Trêve de plaisanterie, je vous avoue franchement que je ne sais pas si les phoques ont une influence sur la survie des saumons. Cette question doit être adressée à des biologistes qui étudient les phoques et c'est ce que nous tenterons de faire lors du congrès de votre Fédération au printemps prochain ... ne manquez pas cela! Pour l'instant, je vous répète ce que l'on sait: les phoques adorent manger des saumons qui sont pris dans un filet; demandez cela aux pêcheurs commerciaux de saumons, il n'y a pas de doute à ce sujet. Par contre, dans les études sur l'alimentation des phoques, il est extrêmement rare que l'on retrouve la présence du saumon. Mais, qu'en est-il des groupes de phoques qui se tiennent près des embouchures des rivières? Ont-ils un impact local?
Je ne veux pas me faire le parrain des phoques, loin de là. Si vous voulez mon avis sur le sujet, je pense que l'on peut exploiter rationnellement la faune, comme la terre, la forêt, l'énergie, etc.. pour le bénéfice des humains. C'est d'ailleurs ce que dit la stratégie mondiale de la conservation, adoptée par l'Union internationale pour la conservation de la nature (U.I.C.N.).
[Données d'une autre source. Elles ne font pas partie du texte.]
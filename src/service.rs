//! Service - typed entry points over the provider registry
//!
//! `Service` is an explicit value: build one at start-up, register
//! providers and type metadata on it, and pass it (or an `Arc` of it)
//! wherever storage is needed.

use std::path::Path;
use std::sync::Arc;
use parking_lot::RwLock;
use rusqlite::Connection;
use serde::Serialize;
use serde::de::DeserializeOwned;
use crate::codec::{self, CodecRegistry};
use crate::config::StoreConfig;
use crate::metadata::{TypeMetadata, TypeRegistry};
use crate::provider::Provider;
use crate::registry::ProviderRegistry;
use crate::storage::{FileProvider, MemoryProvider, SqlConfig, SqliteProvider};
use crate::uri::ResourceUri;
use crate::watch::{WatchCallback, WatchHandle};
use crate::{Error, Result};

pub const MEMORY_SCHEME: &str = "memory";
pub const FILE_SCHEME: &str = "file";
pub const SQL_SCHEME: &str = "sql";

/// Database path that opens an in-memory SQLite database
pub const IN_MEMORY_DATABASE: &str = ":memory:";

/// Owner of providers, codecs and type metadata.
pub struct Service {
    providers: ProviderRegistry,
    codecs: CodecRegistry,
    types: TypeRegistry,
    default_codecs: RwLock<Vec<String>>,
}

impl Default for Service {
    fn default() -> Self {
        Self::new()
    }
}

impl Service {
    /// Empty service with the built-in codecs and the `json, text` default chain
    pub fn new() -> Self {
        Self {
            providers: ProviderRegistry::new(),
            codecs: CodecRegistry::with_defaults(),
            types: TypeRegistry::new(),
            default_codecs: RwLock::new(vec![codec::JSON.to_string(), codec::TEXT.to_string()]),
        }
    }

    /// Service with the providers a config asks for
    ///
    /// `memory` is always registered; `file` needs `data_dir` and `sql`
    /// needs `database`.
    pub fn from_config(config: &StoreConfig) -> Result<Self> {
        let service = Self::new();
        service.register_provider(MEMORY_SCHEME, Arc::new(MemoryProvider::new()));

        if let Some(dir) = &config.data_dir {
            service.register_provider(FILE_SCHEME, Arc::new(FileProvider::new(dir)?));
        }

        if let Some(database) = &config.database {
            let conn = if database == IN_MEMORY_DATABASE {
                Connection::open_in_memory()?
            } else {
                let path = Path::new(database);
                if let Some(parent) = path.parent().filter(|p| !p.as_os_str().is_empty()) {
                    std::fs::create_dir_all(parent)?;
                }
                Connection::open(path)?
            };
            let sql_config = match &config.key_column {
                Some(key_column) => SqlConfig {
                    key_column: key_column.clone(),
                },
                None => SqlConfig::default(),
            };
            service.register_provider(SQL_SCHEME, Arc::new(SqliteProvider::new(conn, sql_config)?));
        }

        if let Some(chain) = &config.default_codecs {
            service.set_default_codecs(chain.iter().cloned());
        }
        Ok(service)
    }

    /// Register a provider for a scheme, returning the one it replaced
    pub fn register_provider(
        &self,
        scheme: impl Into<String>,
        provider: Arc<dyn Provider>,
    ) -> Option<Arc<dyn Provider>> {
        self.providers.register(scheme, provider)
    }

    pub fn provider(&self, scheme: &str) -> Result<Arc<dyn Provider>> {
        self.providers.get(scheme)
    }

    pub fn providers(&self) -> &ProviderRegistry {
        &self.providers
    }

    pub fn codecs(&self) -> &CodecRegistry {
        &self.codecs
    }

    /// Attach metadata (codec chain, fields) to `T`
    pub fn describe<T: 'static>(&self, metadata: TypeMetadata) {
        self.types.describe::<T>(metadata);
    }

    pub fn metadata<T: 'static>(&self) -> Option<Arc<TypeMetadata>> {
        self.types.get::<T>()
    }

    /// Chain used by types without one of their own
    pub fn set_default_codecs<I, S>(&self, chain: I)
    where
        I: IntoIterator<Item = S>,
        S: Into<String>,
    {
        *self.default_codecs.write() = chain.into_iter().map(Into::into).collect();
    }

    pub fn default_codecs(&self) -> Vec<String> {
        self.default_codecs.read().clone()
    }

    // ========== Entry Points ==========

    /// Read and decode the value at `uri`
    pub async fn get<T: DeserializeOwned + 'static>(&self, uri: &str) -> Result<T> {
        let (uri, provider) = self.route(uri)?;
        let chain = self.chain_for::<T>()?;
        let raw = provider.get(&uri).await?;
        self.decode(&chain, &raw)
    }

    /// Encode and store `value` at `uri`
    pub async fn set<T: Serialize + 'static>(&self, uri: &str, value: &T) -> Result<()> {
        let (uri, provider) = self.route(uri)?;
        let chain = self.chain_for::<T>()?;
        let bytes = self.encode(&chain, value)?;
        provider.set(&uri, &bytes).await
    }

    pub async fn delete(&self, uri: &str) -> Result<()> {
        let (uri, provider) = self.route(uri)?;
        provider.delete(&uri).await
    }

    pub async fn exists(&self, uri: &str) -> Result<bool> {
        let (uri, provider) = self.route(uri)?;
        provider.exists(&uri).await
    }

    /// Run a provider action: `payload` is encoded with `P`'s chain and
    /// the response decoded with `R`'s.
    pub async fn exec<R, P>(&self, uri: &str, payload: &P) -> Result<R>
    where
        R: DeserializeOwned + 'static,
        P: Serialize + 'static,
    {
        let (uri, provider) = self.route(uri)?;
        let request = self.encode(&self.chain_for::<P>()?, payload)?;
        let response = provider.execute(&uri, &request).await?;
        self.decode(&self.chain_for::<R>()?, &response)
    }

    /// Watch `uri` with a raw-bytes callback
    pub async fn sync(&self, uri: &str, callback: WatchCallback) -> Result<WatchHandle> {
        let (uri, provider) = self.route(uri)?;
        provider.sync(&uri, callback).await
    }

    /// Close every provider. All are closed even if one fails; the first
    /// error is returned.
    pub async fn close(&self) -> Result<()> {
        let mut first_err = None;
        for (scheme, provider) in self.providers.all() {
            if let Err(e) = provider.close().await {
                tracing::warn!("closing {}:// failed: {}", scheme, e);
                first_err.get_or_insert(e);
            }
        }
        tracing::info!("service closed");
        first_err.map_or(Ok(()), Err)
    }

    // ========== Codec Chain ==========

    fn route(&self, raw: &str) -> Result<(ResourceUri, Arc<dyn Provider>)> {
        let uri = ResourceUri::parse(raw);
        let provider = self.providers.resolve(&uri)?;
        Ok((uri, provider))
    }

    /// Ordered codec names for `T`; empty is `NoCodecs`
    fn chain_for<T: 'static>(&self) -> Result<Vec<String>> {
        let (name, chain) = match self.types.get::<T>() {
            Some(meta) if !meta.codecs.is_empty() => (meta.name.clone(), meta.codecs.clone()),
            Some(meta) => (meta.name.clone(), self.default_codecs()),
            None => (std::any::type_name::<T>().to_string(), self.default_codecs()),
        };
        if chain.is_empty() {
            return Err(Error::NoCodecs(name));
        }
        Ok(chain)
    }

    fn encode<T: Serialize>(&self, chain: &[String], value: &T) -> Result<Vec<u8>> {
        let value = serde_json::to_value(value)?;
        let mut last_err = None;
        for name in chain {
            let attempt = match self.codecs.get(name) {
                Some(codec) => codec.encode(&value),
                None => Err(Error::Codec(format!("codec {:?} is not registered", name))),
            };
            match attempt {
                Ok(bytes) => return Ok(bytes),
                Err(e) => {
                    tracing::debug!("codec {} failed to encode: {}", name, e);
                    last_err = Some(e);
                }
            }
        }
        Err(all_failed(last_err, chain))
    }

    fn decode<T: DeserializeOwned>(&self, chain: &[String], bytes: &[u8]) -> Result<T> {
        let mut last_err = None;
        for name in chain {
            let attempt = match self.codecs.get(name) {
                Some(codec) => codec
                    .decode(bytes)
                    .and_then(|value| serde_json::from_value::<T>(value).map_err(Error::from)),
                None => Err(Error::Codec(format!("codec {:?} is not registered", name))),
            };
            match attempt {
                Ok(value) => return Ok(value),
                Err(e) => {
                    tracing::debug!("codec {} failed to decode: {}", name, e);
                    last_err = Some(e);
                }
            }
        }
        Err(all_failed(last_err, chain))
    }
}

fn all_failed(last_err: Option<Error>, chain: &[String]) -> Error {
    let last = last_err.unwrap_or_else(|| Error::NoCodecs(chain.join(",")));
    Error::AllCodecsFailed(Box::new(last))
}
Si on veut regarder du côté des ennemis des saumons, même si je crois que ce n'est pas là le problème, je propose que l'on élargisse un peu les horizons. Il faudrait couvrir l'ensemble de la prédation sur le saumon en mer, ce qui est beaucoup plus vaste.
Le loup est le prédateur de l'orignal. C'est simple et presque complet comme portrait. Pour le saumon, il n'y a pas un prédateur important, mais plusieurs prédateurs qui se nourrissent de plusieurs poissons et rarement, mais parfois, de saumons. On a rapporté la présence du saumon dans une foule de poissons piscivores: morue, flétan, goberge, thon, requin, etc.. Mais il n'y a pas que les poissons; il y a aussi un grand nombre d'oiseaux marins piscivores qui peuvent prendre un petit saumon en passant: cormoran et bec-scie bien sûr, mais aussi marmette, gode, macareux, fou de Bassan et bien d'autres. A cette liste on pourrait ajouter quelques mammifères marins comme le rorqual.
Faut-il faire un contrôle des prédateurs? C'est une question fort délicate à laquelle des questions d'éthiques ne sont pas étrangères. Attendons à tout le moins le congrès du printemps pour nous éclairer sur le phénomène de la prédation.
Quelles sont les autres hypothèses?
La nôtre, celle des biologistes qui se réunissent pour dresser le bilan annuel des stocks mondiaux de saumons, est connue par l'entremise du rapport du CIEM (Conseil international pour l'exploration de la mer). Il y a une cause environnementale commune, probablement reliée à la température exceptionnellement froide de l'eau dans la mer du Labrador au cours des dernières années. Les océanographes sont formels à ce sujet, la température de l'eau a chuté, la prise des glaces s'est faite plus tôt que d'habitude et elle a duré plus longtemps que la normale depuis deux à trois ans.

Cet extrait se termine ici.